▶ **WHAT NEEDS TO BE DONE**:
Below are the records. State how many of their lines contain "keypress", with nothing else.

[Saved entries]
BEGIN
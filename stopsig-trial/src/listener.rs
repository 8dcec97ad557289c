use stopsig_core::{Key, KeySet, ResponseEvent};

/// Captures at most one qualifying keypress per trial.
///
/// The listener enforces "first press wins" itself; the trial controller
/// re-checks on top of that, so a press racing a cancellation can never
/// overwrite a recorded response.
#[derive(Debug)]
pub struct ResponseListener {
    armed: bool,
    keys: KeySet,
    response: Option<ResponseEvent>,
}

impl ResponseListener {
    /// A listener that hears nothing until armed.
    pub fn idle() -> Self {
        ResponseListener {
            armed: false,
            keys: KeySet::None,
            response: None,
        }
    }

    /// Arm for the given key set. With the "no keys" sentinel this is a no-op
    /// and no response can ever be recorded.
    pub fn arm(&mut self, keys: &KeySet) {
        if keys.is_none() {
            return;
        }
        self.keys = keys.clone();
        self.armed = true;
    }

    /// Offer an observed keypress. Returns true only for the first qualifying
    /// press while armed; everything else is observed and discarded.
    pub fn offer(&mut self, key: Key, at_ns: u64) -> bool {
        if !self.armed || self.response.is_some() || !self.keys.admits(&key) {
            return false;
        }
        self.response = Some(ResponseEvent { key, at_ns });
        true
    }

    /// Deafen the listener. Idempotent; the recorded response survives for
    /// the finalizer.
    pub fn cancel(&mut self) {
        self.armed = false;
    }

    pub fn is_armed(&self) -> bool {
        self.armed
    }

    pub fn response(&self) -> Option<&ResponseEvent> {
        self.response.as_ref()
    }
}

#[cfg(test)]
mod tests {
    use super::*;

    #[test]
    fn only_first_qualifying_press_is_recorded() {
        let mut listener = ResponseListener::idle();
        listener.arm(&KeySet::of(["leftarrow", "rightarrow"]));

        assert!(!listener.offer(Key::new("space"), 100)); // not in set
        assert!(listener.offer(Key::new("leftarrow"), 200));
        assert!(!listener.offer(Key::new("rightarrow"), 300)); // second press

        let response = listener.response().unwrap();
        assert_eq!(response.key, Key::new("leftarrow"));
        assert_eq!(response.at_ns, 200);
    }

    #[test]
    fn no_keys_sentinel_never_arms() {
        let mut listener = ResponseListener::idle();
        listener.arm(&KeySet::None);
        assert!(!listener.is_armed());
        assert!(!listener.offer(Key::new("leftarrow"), 100));
        assert!(listener.response().is_none());
    }

    #[test]
    fn cancel_is_idempotent_and_keeps_the_response() {
        let mut listener = ResponseListener::idle();
        listener.arm(&KeySet::All);
        assert!(listener.offer(Key::new("space"), 50));
        listener.cancel();
        listener.cancel();
        assert!(!listener.offer(Key::new("space"), 60));
        assert_eq!(listener.response().unwrap().at_ns, 50);
    }

    #[test]
    fn unarmed_listener_hears_nothing() {
        let mut listener = ResponseListener::idle();
        assert!(!listener.offer(Key::new("space"), 10));
        assert!(listener.response().is_none());
    }
}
END
▶ **RESPONSE TO THE EXERCISE**:
2